## [What you need to do]
Show each line of the entries below in which the word "PriceSeries" appears.

## [Provided data]
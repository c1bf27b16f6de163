//! CLI definition and dispatch.

use std::io;
use std::path::PathBuf;
use std::process::ExitCode;
use std::sync::Mutex;

use clap::{Args, Parser, Subcommand};
use tracing::{info, warn};

use crate::adapters::console_report::ConsoleReport;
use crate::adapters::csv_adapter::CsvAdapter;
use crate::adapters::file_config_adapter::FileConfigAdapter;
use crate::domain::backtest::{
    self as backtest_engine, BacktestConfig, BacktestResult, DEFAULT_INITIAL_BALANCE,
    DEFAULT_LONG_PERIOD, DEFAULT_SHORT_PERIOD,
};
use crate::domain::config_validation::{
    validate_backtest_config, validate_config_file, validate_monte_carlo_config,
};
use crate::domain::error::MacrossError;
use crate::domain::monte_carlo::{
    DEFAULT_PATH_LENGTH, DEFAULT_SIMULATIONS, MonteCarloConfig, MonteCarloSummary, PathRun,
    run_monte_carlo, run_single_path,
};
use crate::domain::moving_average::MovingAverageSeries;
use crate::domain::price::PriceSeries;
use crate::domain::synthetic::DEFAULT_INITIAL_PRICE;
use crate::ports::config_port::ConfigPort;
use crate::ports::data_port::DataPort;
use crate::ports::report_port::ReportPort;

#[derive(Parser, Debug)]
#[command(name = "macross", about = "Moving-average crossover backtester")]
pub struct Cli {
    #[command(subcommand)]
    pub command: Command,
}

/// Strategy parameters shared by every mode. Flags override the config file.
#[derive(Args, Debug, Clone, Default)]
pub struct StrategyArgs {
    /// Short moving-average window
    #[arg(long)]
    pub short: Option<usize>,
    /// Long moving-average window
    #[arg(long)]
    pub long: Option<usize>,
    /// Starting balance
    #[arg(long)]
    pub initial_balance: Option<f64>,
}

/// Synthetic path parameters.
#[derive(Args, Debug, Clone, Default)]
pub struct PathArgs {
    /// Periods per synthetic path
    #[arg(long)]
    pub path_length: Option<usize>,
    /// First price of every synthetic path
    #[arg(long)]
    pub initial_price: Option<f64>,
    /// Master seed for reproducible runs
    #[arg(long)]
    pub seed: Option<u64>,
}

#[derive(Args, Debug, Clone, Default)]
pub struct MonteCarloArgs {
    /// Number of synthetic paths
    #[arg(short = 'n', long)]
    pub simulations: Option<usize>,
    #[command(flatten)]
    pub path: PathArgs,
}

#[derive(Subcommand, Debug)]
pub enum Command {
    /// Backtest against a historical price file
    Backtest {
        /// CSV price file
        #[arg(short, long)]
        data: PathBuf,
        #[arg(short, long)]
        config: Option<PathBuf>,
        #[command(flatten)]
        strategy: StrategyArgs,
        /// Print prices and both moving averages before the results
        #[arg(long)]
        show_averages: bool,
    },
    /// Run the strategy once over a single random-walk path
    Simulate {
        #[arg(short, long)]
        config: Option<PathBuf>,
        #[command(flatten)]
        strategy: StrategyArgs,
        #[command(flatten)]
        path: PathArgs,
        /// Print prices and both moving averages before the results
        #[arg(long)]
        show_averages: bool,
    },
    /// Evaluate the strategy over random-walk paths
    MonteCarlo {
        #[arg(short, long)]
        config: Option<PathBuf>,
        #[command(flatten)]
        strategy: StrategyArgs,
        #[command(flatten)]
        monte_carlo: MonteCarloArgs,
    },
    /// Validate a configuration file
    Validate {
        #[arg(short, long)]
        config: PathBuf,
    },
}

pub fn run(cli: Cli) -> ExitCode {
    match cli.command {
        Command::Backtest {
            data,
            config,
            strategy,
            show_averages,
        } => run_backtest(&data, config.as_ref(), &strategy, show_averages),
        Command::Simulate {
            config,
            strategy,
            path,
            show_averages,
        } => run_simulate(config.as_ref(), &strategy, &path, show_averages),
        Command::MonteCarlo {
            config,
            strategy,
            monte_carlo,
        } => run_monte_carlo_command(config.as_ref(), &strategy, &monte_carlo),
        Command::Validate { config } => run_validate(&config),
    }
}

pub fn load_config(path: &PathBuf) -> Result<FileConfigAdapter, ExitCode> {
    let adapter = FileConfigAdapter::from_file(path).map_err(|e| {
        report_error(&MacrossError::ConfigParse {
            file: path.display().to_string(),
            reason: e.to_string(),
        })
    })?;
    validate_config_file(&adapter).map_err(|e| report_error(&e))?;
    Ok(adapter)
}

/// Config file if given, otherwise an empty one so every value falls back to its default.
fn load_optional_config(path: Option<&PathBuf>) -> Result<FileConfigAdapter, ExitCode> {
    match path {
        Some(p) => {
            eprintln!("Loading config from {}", p.display());
            load_config(p)
        }
        None => FileConfigAdapter::from_string("").map_err(|reason| {
            report_error(&MacrossError::ConfigParse {
                file: "<defaults>".into(),
                reason,
            })
        }),
    }
}

fn report_error(err: &MacrossError) -> ExitCode {
    eprintln!("error: {err}");
    err.into()
}

fn get_usize(config: &dyn ConfigPort, section: &str, key: &str, default: usize) -> usize {
    usize::try_from(config.get_int(section, key, default as i64)).unwrap_or(0)
}

pub fn build_backtest_config(config: &dyn ConfigPort, args: &StrategyArgs) -> BacktestConfig {
    BacktestConfig {
        short_period: args
            .short
            .unwrap_or_else(|| get_usize(config, "strategy", "short_period", DEFAULT_SHORT_PERIOD)),
        long_period: args
            .long
            .unwrap_or_else(|| get_usize(config, "strategy", "long_period", DEFAULT_LONG_PERIOD)),
        initial_balance: args.initial_balance.unwrap_or_else(|| {
            config.get_double("backtest", "initial_balance", DEFAULT_INITIAL_BALANCE)
        }),
    }
}

pub fn build_monte_carlo_config(
    config: &dyn ConfigPort,
    strategy: &StrategyArgs,
    args: &MonteCarloArgs,
) -> MonteCarloConfig {
    MonteCarloConfig {
        num_simulations: args.simulations.unwrap_or_else(|| {
            get_usize(config, "monte_carlo", "simulations", DEFAULT_SIMULATIONS)
        }),
        ..build_path_config(config, strategy, &args.path)
    }
}

/// Config for a single synthetic path. The simulation count is fixed at one.
pub fn build_path_config(
    config: &dyn ConfigPort,
    strategy: &StrategyArgs,
    args: &PathArgs,
) -> MonteCarloConfig {
    let base = build_backtest_config(config, strategy);
    let seed = args.seed.or_else(|| {
        config
            .get_string("monte_carlo", "seed")
            .and_then(|s| s.trim().parse().ok())
    });

    MonteCarloConfig {
        num_simulations: 1,
        path_length: args.path_length.unwrap_or_else(|| {
            get_usize(config, "monte_carlo", "path_length", DEFAULT_PATH_LENGTH)
        }),
        short_period: base.short_period,
        long_period: base.long_period,
        initial_balance: base.initial_balance,
        initial_price: args.initial_price.unwrap_or_else(|| {
            config.get_double("monte_carlo", "initial_price", DEFAULT_INITIAL_PRICE)
        }),
        seed,
    }
}

fn run_backtest(
    data: &PathBuf,
    config_path: Option<&PathBuf>,
    args: &StrategyArgs,
    show_averages: bool,
) -> ExitCode {
    let adapter = match load_optional_config(config_path) {
        Ok(a) => a,
        Err(code) => return code,
    };

    let bt_config = build_backtest_config(&adapter, args);
    if let Err(e) = validate_backtest_config(&bt_config) {
        return report_error(&e);
    }

    eprintln!("Reading data from {}", data.display());
    let data_port = CsvAdapter::new(data.clone());
    let mut report = ConsoleReport::new(io::stdout().lock());

    match run_backtest_pipeline(&data_port, &bt_config, show_averages, &mut report) {
        Ok(_) => ExitCode::SUCCESS,
        Err(e) => report_error(&e),
    }
}

/// Load, backtest and report. Everything after the config is built.
pub fn run_backtest_pipeline(
    data_port: &dyn DataPort,
    config: &BacktestConfig,
    show_averages: bool,
    report: &mut dyn ReportPort,
) -> Result<BacktestResult, MacrossError> {
    let series = data_port.fetch_prices()?;
    if let (Some(first), Some(last)) = (series.first(), series.last()) {
        info!(
            source = %data_port.source_name(),
            observations = series.len(),
            first = %first.label,
            last = %last.label,
            "price series ready"
        );
    }

    let result = backtest_engine::run_backtest(&series, config)?;
    if show_averages {
        write_averages(&series, config, report)?;
    }
    report.write_backtest(&result.simulation.trades, &result.summary)?;
    Ok(result)
}

fn write_averages(
    series: &PriceSeries,
    config: &BacktestConfig,
    report: &mut dyn ReportPort,
) -> Result<(), MacrossError> {
    let closes = series.closes();
    let short_ma = MovingAverageSeries::compute(&closes, config.short_period);
    let long_ma = MovingAverageSeries::compute(&closes, config.long_period);
    report.write_price_table(series, &short_ma, &long_ma)
}

fn run_simulate(
    config_path: Option<&PathBuf>,
    strategy: &StrategyArgs,
    args: &PathArgs,
    show_averages: bool,
) -> ExitCode {
    let adapter = match load_optional_config(config_path) {
        Ok(a) => a,
        Err(code) => return code,
    };

    let path_config = build_path_config(&adapter, strategy, args);
    let mut report = ConsoleReport::new(io::stdout().lock());

    match run_simulate_pipeline(&path_config, show_averages, &mut report) {
        Ok(_) => ExitCode::SUCCESS,
        Err(e) => report_error(&e),
    }
}

/// Generate one path, replay the strategy and report it.
pub fn run_simulate_pipeline(
    config: &MonteCarloConfig,
    show_averages: bool,
    report: &mut dyn ReportPort,
) -> Result<PathRun, MacrossError> {
    let run = run_single_path(config)?;
    if show_averages {
        report.write_price_table(&run.series, &run.short_ma, &run.long_ma)?;
    }
    report.write_path(&run.simulation)?;
    Ok(run)
}

fn run_monte_carlo_command(
    config_path: Option<&PathBuf>,
    strategy: &StrategyArgs,
    args: &MonteCarloArgs,
) -> ExitCode {
    let adapter = match load_optional_config(config_path) {
        Ok(a) => a,
        Err(code) => return code,
    };

    let mc_config = build_monte_carlo_config(&adapter, strategy, args);
    if let Err(e) = validate_monte_carlo_config(&mc_config) {
        return report_error(&e);
    }

    eprintln!(
        "Running Monte Carlo Simulation ({} simulations)...",
        mc_config.num_simulations
    );
    let mut report = ConsoleReport::new(io::stdout());

    match run_monte_carlo_pipeline(&mc_config, &mut report) {
        Ok(_) => ExitCode::SUCCESS,
        Err(e) => report_error(&e),
    }
}

/// Run every trial, reporting progress as trials complete, then the summary.
pub fn run_monte_carlo_pipeline(
    config: &MonteCarloConfig,
    report: &mut (dyn ReportPort + Send),
) -> Result<MonteCarloSummary, MacrossError> {
    let summary = {
        let shared = Mutex::new(&mut *report);
        run_monte_carlo(config, |completed| {
            let Ok(mut report) = shared.lock() else {
                return;
            };
            if let Err(e) = report.write_progress(completed) {
                warn!(error = %e, "failed to write progress");
            }
        })?
    };

    report.write_monte_carlo_summary(&summary)?;
    Ok(summary)
}

fn run_validate(config_path: &PathBuf) -> ExitCode {
    eprintln!("Validating config: {}", config_path.display());
    let adapter = match load_config(config_path) {
        Ok(a) => a,
        Err(code) => return code,
    };

    let defaults = StrategyArgs::default();
    let bt_config = build_backtest_config(&adapter, &defaults);
    if let Err(e) = validate_backtest_config(&bt_config) {
        return report_error(&e);
    }
    let mc_config = build_monte_carlo_config(&adapter, &defaults, &MonteCarloArgs::default());
    if let Err(e) = validate_monte_carlo_config(&mc_config) {
        return report_error(&e);
    }

    println!("Strategy:");
    println!("  short_period:    {}", bt_config.short_period);
    println!("  long_period:     {}", bt_config.long_period);
    println!("  initial_balance: {:.2}", bt_config.initial_balance);
    println!("Monte Carlo:");
    println!("  simulations:     {}", mc_config.num_simulations);
    println!("  path_length:     {}", mc_config.path_length);
    println!("  initial_price:   {:.2}", mc_config.initial_price);
    match mc_config.seed {
        Some(seed) => println!("  seed:            {}", seed),
        None => println!("  seed:            (entropy)"),
    }

    eprintln!("\nConfiguration is valid.");
    ExitCode::SUCCESS
}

## [Answer box]
use crate::domain::price::PriceSeries;
    series: &PriceSeries,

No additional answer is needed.